Thursday, April 9, 2015

Missouri's Lame Election Results

by Pa Rock
Missouri Voter

The spring election cycle in Missouri came and went this past Tuesday, and most of the results were predictably bad.  The two local issues which I supported, the creation of a new high school and a measure to relieve Howl County of some of its sales tax, both went down in flames by better than 2-1 margins.  Those results are widely regarded as being due of heavy numbers of old people making their way to the polls.

Springfield, Missouri, had a controversial issue on the ballot to repeal an LGBT anti-discrimination measure which their city council had passed last October.   Springfield, a community where I received three college degrees and feel much familiarity, is a hotbed of evangelical intolerance.   The city is home to both Baptist Bible College (where Jerry Falwell received his divinity degree) and Evangel College (which was headed by John Ashcroft's father for decades.)  The godly citizens of Springfield were exhorted from the pulpits to get out and vote down all of those special protections for the homos because Obama's coming to take Christian guns.  Even so, the repeal just barely passed 51-49 percent.

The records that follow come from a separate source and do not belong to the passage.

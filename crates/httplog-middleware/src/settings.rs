//! Loading access log settings from files and the environment.
//!
//! Only the serializable part of [`AccessLogConfig`] can be loaded this way;
//! id sources and sinks are set in code.
//!
//! ```toml
//! service = "orders"
//! version = "2.1.0"
//! environment = "staging"
//! redact = ["token", "password"]
//!
//! [tags]
//! team = "fulfilment"
//! ```
//!
//! Environment variables override file values:
//!
//! | Variable            | Field         |
//! |---------------------|---------------|
//! | `<PREFIX>_SERVICE`  | `service`     |
//! | `<PREFIX>_HOST`     | `host`        |
//! | `<PREFIX>_VERSION`  | `version`     |
//! | `<PREFIX>_ENV`      | `environment` |
//! | `<PREFIX>_REDACT`   | `redact`, comma separated, added to the file's list |
//!
//! [`AccessLogConfig`]: crate::AccessLogConfig

use httplog_core::{HttplogError, HttplogResult};
use indexmap::IndexMap;
use serde::{Deserialize, Serialize};
use serde_json::Value;
use std::fs;
use std::path::Path;

/// Serializable access log settings.
#[derive(Debug, Clone, Default, PartialEq, Serialize, Deserialize)]
#[serde(deny_unknown_fields)]
pub struct AccessLogSettings {
    /// Service name.
    #[serde(default, skip_serializing_if = "Option::is_none")]
    pub service: Option<String>,

    /// Host name.
    #[serde(default, skip_serializing_if = "Option::is_none")]
    pub host: Option<String>,

    /// Service version.
    #[serde(default, skip_serializing_if = "Option::is_none")]
    pub version: Option<String>,

    /// Deployment environment.
    #[serde(default, alias = "env", skip_serializing_if = "Option::is_none")]
    pub environment: Option<String>,

    /// Query parameter names to redact.
    #[serde(default)]
    pub redact: Vec<String>,

    /// Static tags.
    #[serde(default)]
    pub tags: IndexMap<String, Value>,
}

impl AccessLogSettings {
    /// Parses settings from TOML.
    ///
    /// # Errors
    ///
    /// Returns [`HttplogError::InvalidConfig`] on malformed TOML or an
    /// unknown field.
    pub fn from_toml_str(content: &str) -> HttplogResult<Self> {
        toml::from_str(content).map_err(|e| HttplogError::invalid_config(e.to_string()))
    }

    /// Reads settings from a TOML file.
    ///
    /// # Errors
    ///
    /// Returns [`HttplogError::Io`] if the file cannot be read, or
    /// [`HttplogError::InvalidConfig`] if it does not parse.
    pub fn from_file(path: impl AsRef<Path>) -> HttplogResult<Self> {
        let content = fs::read_to_string(path.as_ref())?;
        Self::from_toml_str(&content)
    }

    /// Applies overrides from process environment variables starting with
    /// `prefix`.
    #[must_use]
    pub fn with_env(self, prefix: &str) -> Self {
        self.with_vars(prefix, std::env::vars())
    }

    /// Applies overrides from `vars`, read as environment variables.
    ///
    /// Variables without the prefix or with an unrecognized suffix are
    /// ignored.
    #[must_use]
    pub fn with_vars<I, K, V>(mut self, prefix: &str, vars: I) -> Self
    where
        I: IntoIterator<Item = (K, V)>,
        K: AsRef<str>,
        V: Into<String>,
    {
        let prefix = prefix.to_uppercase();
        for (key, value) in vars {
            let Some(field) = key
                .as_ref()
                .strip_prefix(prefix.as_str())
                .and_then(|rest| rest.strip_prefix('_'))
            else {
                continue;
            };

            let value = value.into();
            match field {
                "SERVICE" => self.service = Some(value),
                "HOST" => self.host = Some(value),
                "VERSION" => self.version = Some(value),
                "ENV" => self.environment = Some(value),
                "REDACT" => self.redact.extend(
                    value
                        .split(',')
                        .map(str::trim)
                        .filter(|name| !name.is_empty())
                        .map(ToString::to_string),
                ),
                other => {
                    tracing::debug!(variable = %key.as_ref(), field = other, "ignoring unknown setting");
                }
            }
        }
        self
    }
}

Ferguson, Missouri, had a bit of good news on election day.   The majority black community had only one of six representatives on its city council who was black until this week.  Now, after Tuesday's election, three black individuals will be serving on the council.  Unfortunately, two other candidates who were strongly supported by reform forces were defeated in their bids to gain seats on the city council.  Over thirty percent of eligible voters went to the polls in Ferguson, almost triple the number of people who usually vote in the city's municipal elections.

Even though Missouri's most recent election results were sad in some cases and lackluster in others, there are signs that even the show-me state is slowly edging its way into the modern world.  The fact that Springfield almost didn't repeal its LGBT anti-discrimination statute is certainly worthy of note, and two additional black council members in Ferguson will make it that much harder for the slugs inhabiting their city hall to pass around racist emails on city time.  And congratulations are certainly in order to the city of Ferguson for its increased voter turnout.   Voting is the keystone of democracy, and groups who try to limit voter participation (like the Republican Party) work against the public good.

Register and vote in every election.  It's important!